## Problem to solve
The answer should hold only the line with "class has been" and each line after it through the last line of the material, exactly.

———

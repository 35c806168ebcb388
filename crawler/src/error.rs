use thiserror::Error;

#[derive(Debug, Error)]
pub enum CrawlError {
    #[error(transparent)]
    Http(#[from] reqwest::Error),
    #[error(transparent)]
    Io(#[from] std::io::Error),
    #[error("not an image: {0}")]
    NotAnImage(String),
}

/// Convenience result type used throughout this crate.
pub type Result<T> = std::result::Result<T, CrawlError>;
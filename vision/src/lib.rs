//! Face recognition pipeline for single-subject portraits.
//!
//! A request image flows through [`decode`], [`locator`], [`wavelet`],
//! [`features`] and [`classifier`]. [`Recognizer`] strings the stages
//! together and [`Verdict`] is what callers get back once the predicted
//! class has been looked up in a [`LabelDictionary`].

pub mod classifier;
pub mod decode;
pub mod detector;
pub mod error;
pub mod features;
pub mod labels;
pub mod locator;
pub mod recognizer;
pub mod region;
pub mod seeta;
pub mod wavelet;

#[cfg(feature = "cascade")]
pub mod cascade;

pub use classifier::{Classifier, LogisticModel, Prediction, StandardScaler};
pub use decode::{decode_image, encode_jpeg_base64, strip_data_uri};
pub use detector::{DetectParams, RegionDetector};
pub use error::{Result, VisionError};
pub use features::{FeatureVector, FEATURE_LEN, FEATURE_SIDE};
pub use labels::LabelDictionary;
pub use locator::{Detection, FaceLocator};
pub use recognizer::{Outcome, Recognizer, Verdict, NO_FACE_LABEL};
pub use region::Region;
pub use seeta::SeetaDetector;

#[cfg(feature = "cascade")]
pub use cascade::HaarCascade;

———

## Response below
//! class has been looked up in a [`LabelDictionary`].

pub mod classifier;
pub mod decode;
pub mod detector;
pub mod error;
pub mod features;
pub mod labels;
pub mod locator;
pub mod recognizer;
pub mod region;
pub mod seeta;
pub mod wavelet;

#[cfg(feature = "cascade")]
pub mod cascade;

pub use classifier::{Classifier, LogisticModel, Prediction, StandardScaler};
pub use decode::{decode_image, encode_jpeg_base64, strip_data_uri};
pub use detector::{DetectParams, RegionDetector};
pub use error::{Result, VisionError};
pub use features::{FeatureVector, FEATURE_LEN, FEATURE_SIDE};
pub use labels::LabelDictionary;
pub use locator::{Detection, FaceLocator};
pub use recognizer::{Outcome, Recognizer, Verdict, NO_FACE_LABEL};
pub use region::Region;
pub use seeta::SeetaDetector;

#[cfg(feature = "cascade")]
pub use cascade::HaarCascade;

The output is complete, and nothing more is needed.